A resolution scheduled for discussion at tomorrow's Annapolis city council meeting could reignite the city's long-standing debate over bar closing times in the city's downtown.
The resolution, introduced by Ward 7 Alderman Michael W. Fox, would allow microbrewery pub owners to apply for an exemption that would allow them to remain open until 2 a.m. Fox said it is a first step in his plan to introduce legislation that would create a citywide exemption for microbreweries.
But Ward 1 Alderwoman Louise Hammond and downtown residents are furious that the licensing issue is being revisited.

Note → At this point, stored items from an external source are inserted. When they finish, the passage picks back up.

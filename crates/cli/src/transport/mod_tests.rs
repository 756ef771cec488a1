// SPDX-License-Identifier: BUSL-1.1
// Copyright (c) 2026 Alfred Jean LLC

use super::*;
use crate::error::ErrorKind;
use crate::test_support::{
    fake_transport, fake_transport_with, test_settings, FakeController, Reply,
};

fn no_args() -> IndexMap<String, ScalarValue> {
    IndexMap::new()
}

// ===== Connection establishment ==============================================

#[test]
fn connect_probes_the_first_healthy_port() {
    let controller = FakeController::new();
    let transport = fake_transport(&controller);
    transport.connect().unwrap();
    assert_eq!(transport.endpoint(), Some("127.0.0.1:6501".to_owned()));
    assert_eq!(controller.calls_for("Bias_Get").len(), 1);
}

#[test]
fn connect_walks_ports_in_order() {
    let controller = FakeController::new();
    controller.refuse_port(6501);
    controller.refuse_port(6502);
    let mut settings = test_settings();
    settings.ports = vec![6501, 6502, 6503];
    let transport = fake_transport_with(&controller, settings);
    transport.connect().unwrap();
    assert_eq!(transport.endpoint(), Some("127.0.0.1:6503".to_owned()));
}

#[test]
fn probe_timeout_moves_to_the_next_port() {
    let controller = FakeController::new();
    // First session answers the probe with a timeout; retry then next port.
    controller.push("Bias_Get", Reply::Fail(crate::error::BridgeError::timeout("probe")));
    controller.push("Bias_Get", Reply::Fail(crate::error::BridgeError::timeout("probe")));
    let mut settings = test_settings();
    settings.ports = vec![6501, 6502];
    settings.retry_count = 1;
    let transport = fake_transport_with(&controller, settings);
    transport.connect().unwrap();
    assert_eq!(transport.endpoint(), Some("127.0.0.1:6502".to_owned()));
    assert_eq!(controller.sessions_opened(), 3);
}

#[test]
fn all_ports_failing_summarizes_the_last_five_failures() {
    let controller = FakeController::new();
    for port in [6501, 6502, 6503, 6504, 6505, 6506] {
        controller.refuse_port(port);
    }
    let mut settings = test_settings();
    settings.ports = vec![6501, 6502, 6503, 6504, 6505, 6506];
    settings.retry_count = 0;
    let transport = fake_transport_with(&controller, settings);
    let err = transport.connect().unwrap_err();
    assert_eq!(err.kind(), ErrorKind::ConnectionError);
    let message = err.to_string();
    // Six attempts failed; only the last five are reported.
    assert!(!message.contains("6501 attempt"), "oldest failure should be dropped: {message}");
    for port in [6502, 6503, 6504, 6505, 6506] {
        assert!(message.contains(&format!("{port} attempt")), "missing {port}: {message}");
    }
}

#[test]
fn close_is_idempotent_and_resets_endpoint() {
    let controller = FakeController::new();
    let transport = fake_transport(&controller);
    transport.connect().unwrap();
    transport.close();
    assert_eq!(transport.endpoint(), None);
    transport.close();
    assert!(!transport.health().connected);
}

#[test]
fn repeated_open_close_leaks_no_session() {
    let controller = FakeController::new();
    let transport = fake_transport(&controller);
    for _ in 0..5 {
        transport.connect().unwrap();
        transport.close();
    }
    assert_eq!(controller.sessions_opened(), 5);
}

// ===== Command dispatch ======================================================

#[test]
fn call_connects_implicitly() {
    let controller = FakeController::new();
    controller.on_value("Current_Get", WireValue::Float(1.0e-9));
    let transport = fake_transport(&controller);
    let response = transport.call("Current_Get", &no_args()).unwrap();
    assert_eq!(response.command, "Current_Get");
    assert_eq!(response.value, Some(WireValue::Float(1.0e-9)));
    assert!(transport.health().connected);
}

#[test]
fn single_scalar_payload_sets_value() {
    let controller = FakeController::new();
    controller.on("Scan_StatusGet", Reply::Payload(vec![WireValue::Int(2)]));
    let transport = fake_transport(&controller);
    let response = transport.call("Scan_StatusGet", &no_args()).unwrap();
    assert_eq!(response.value, Some(WireValue::Int(2)));
}

#[test]
fn multi_element_payload_leaves_value_unset() {
    let controller = FakeController::new();
    controller.on(
        "Scan_FrameGet",
        Reply::Payload(vec![
            WireValue::Float(0.0),
            WireValue::Float(0.0),
            WireValue::Float(1.0e-7),
            WireValue::Float(1.0e-7),
            WireValue::Float(0.0),
        ]),
    );
    let transport = fake_transport(&controller);
    let response = transport.call("Scan_FrameGet", &no_args()).unwrap();
    assert_eq!(response.payload.len(), 5);
    assert_eq!(response.value, None);
}

#[test]
fn controller_error_string_becomes_controller_error() {
    let controller = FakeController::new();
    controller.on("Bias_Set", Reply::Refuse("Bias out of range".to_owned()));
    let transport = fake_transport(&controller);
    let args: IndexMap<String, ScalarValue> =
        IndexMap::from([("Bias_value_V".to_owned(), ScalarValue::Float(11.0))]);
    let err = transport.call("Bias_Set", &args).unwrap_err();
    assert_eq!(err.kind(), ErrorKind::ControllerError);
    assert!(err.to_string().contains("Bias out of range"));
}

#[test]
fn invalid_arguments_fail_before_any_session_work() {
    let controller = FakeController::new();
    let transport = fake_transport(&controller);
    let args: IndexMap<String, ScalarValue> =
        IndexMap::from([("Nope".to_owned(), ScalarValue::Int(1))]);
    let err = transport.call("Bias_Set", &args).unwrap_err();
    assert_eq!(err.kind(), ErrorKind::InvalidArgument);
    assert_eq!(controller.sessions_opened(), 0);
}

#[test]
fn unknown_command_fails_without_a_connection() {
    let controller = FakeController::new();
    let transport = fake_transport(&controller);
    let err = transport.call("Nope_Get", &no_args()).unwrap_err();
    assert_eq!(err.kind(), ErrorKind::CommandUnavailable);
    assert_eq!(controller.sessions_opened(), 0);
}

// ===== Per-call retry ========================================================

#[test]
fn connection_drop_reconnects_and_retries_transparently() {
    let controller = FakeController::new();
    controller.push("Current_Get", Reply::Fail(crate::error::BridgeError::connection("reset")));
    controller.on_value("Current_Get", WireValue::Float(2.5e-10));
    let transport = fake_transport(&controller);
    transport.connect().unwrap();

    let response = transport.call("Current_Get", &no_args()).unwrap();
    assert_eq!(response.value, Some(WireValue::Float(2.5e-10)));
    // First session plus the reconnect.
    assert_eq!(controller.sessions_opened(), 2);
}

#[test]
fn timeout_is_retried_then_surfaces() {
    let controller = FakeController::new();
    controller.on("Current_Get", Reply::Fail(crate::error::BridgeError::timeout("slow")));
    let mut settings = test_settings();
    settings.retry_count = 1;
    let transport = fake_transport_with(&controller, settings);
    transport.connect().unwrap();

    let err = transport.call("Current_Get", &no_args()).unwrap_err();
    assert_eq!(err.kind(), ErrorKind::TimeoutError);
    // Two call attempts were made.
    assert_eq!(controller.calls_for("Current_Get").len(), 2);
}

#[test]
fn controller_errors_are_never_retried() {
    let controller = FakeController::new();
    controller.on("Current_Get", Reply::Refuse("no".to_owned()));
    let transport = fake_transport(&controller);
    transport.connect().unwrap();
    let _ = transport.call("Current_Get", &no_args()).unwrap_err();
    assert_eq!(controller.calls_for("Current_Get").len(), 1);
}

// ===== Health ================================================================

#[test]
fn health_reports_connection_details() {
    let controller = FakeController::new();
    let transport = fake_transport(&controller);

    let health = transport.health();
    assert!(!health.connected);
    assert_eq!(health.endpoint, None);

    transport.connect().unwrap();
    let health = transport.health();
    assert!(health.connected);
    assert_eq!(health.endpoint, Some("127.0.0.1:6501".to_owned()));
    assert!(health.last_latency_ms.is_some());
    assert_eq!(health.details["backend"], "fake");
    assert_eq!(health.details["active_port"], 6501);
    assert_eq!(health.details["retry_count"], 1);
}

#[test]
fn health_records_the_last_error() {
    let controller = FakeController::new();
    controller.on("Current_Get", Reply::Refuse("beam off".to_owned()));
    let transport = fake_transport(&controller);
    transport.connect().unwrap();
    let _ = transport.call("Current_Get", &no_args());
    let health = transport.health();
    assert!(health.details["last_error"].as_str().unwrap().contains("beam off"));
}

#[test]
fn available_commands_come_from_the_manifest() {
    let controller = FakeController::new();
    let transport = fake_transport(&controller);
    let commands = transport.available_commands();
    assert!(commands.contains(&"Bias_Set".to_owned()));
    assert!(commands.contains(&"Motor_StartMove".to_owned()));
}

#[test]
fn version_names_the_backend() {
    let controller = FakeController::new();
    let transport = fake_transport(&controller);
    assert_eq!(transport.version(), "fake/0");
}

The ban on 2 a.m. licenses "was a consensus that was reached by businesses and residents in almost a three-year process and the city council has no business trying to change it," she said.
Downtown bars and restaurants are prohibited from remaining open past midnight under a 20-year development plan approved in 1994. The plan, the Ward One Sector Study, includes a compromise between businesses and residents that exempted downtown establishments that already held 2 a.m. licenses.
The Annapolis Planning Commission sided with Hammond and downtown residents March 6 when it unanimously voted not to support Fox's proposal.
The commission found that instead of making individual changes to the study, the city should revisit it as a whole. Nineteen of 20 residents who testified at the hearing asked the commission to vote down the proposal.
Fox said he remains optimistic and believes his resolution has a chance at being passed by the council.
Vincent Quinlan, owner of the Castlebay Irish Pub on Main Street, which brews its own beer, said he supports Fox's resolution, saying the current plan is unfair and hurts his business.
Quinlan said his pub sells less beer because it is forced to close by midnight. The best time to sell beer is between 11:30 p.m. and 2 a.m., he said - before then people are just eating dinner.
He said the ban also costs him business because his patrons start leaving around 11 p.m. to get a good seat at bars that are open later.
"So I really have a license that only goes to 11 p.m.," Quinlan said.
Hammond rejected such arguments. Paying for brewery equipment should not give Quinlan greater privileges than other businesses, she said.
"Everybody makes an investment ... and it doesn't give them any more right to zoning changes," she said.
Quinlan said he does not feel he should have special privileges but said that "there should be some parity here, you know, a level playing field."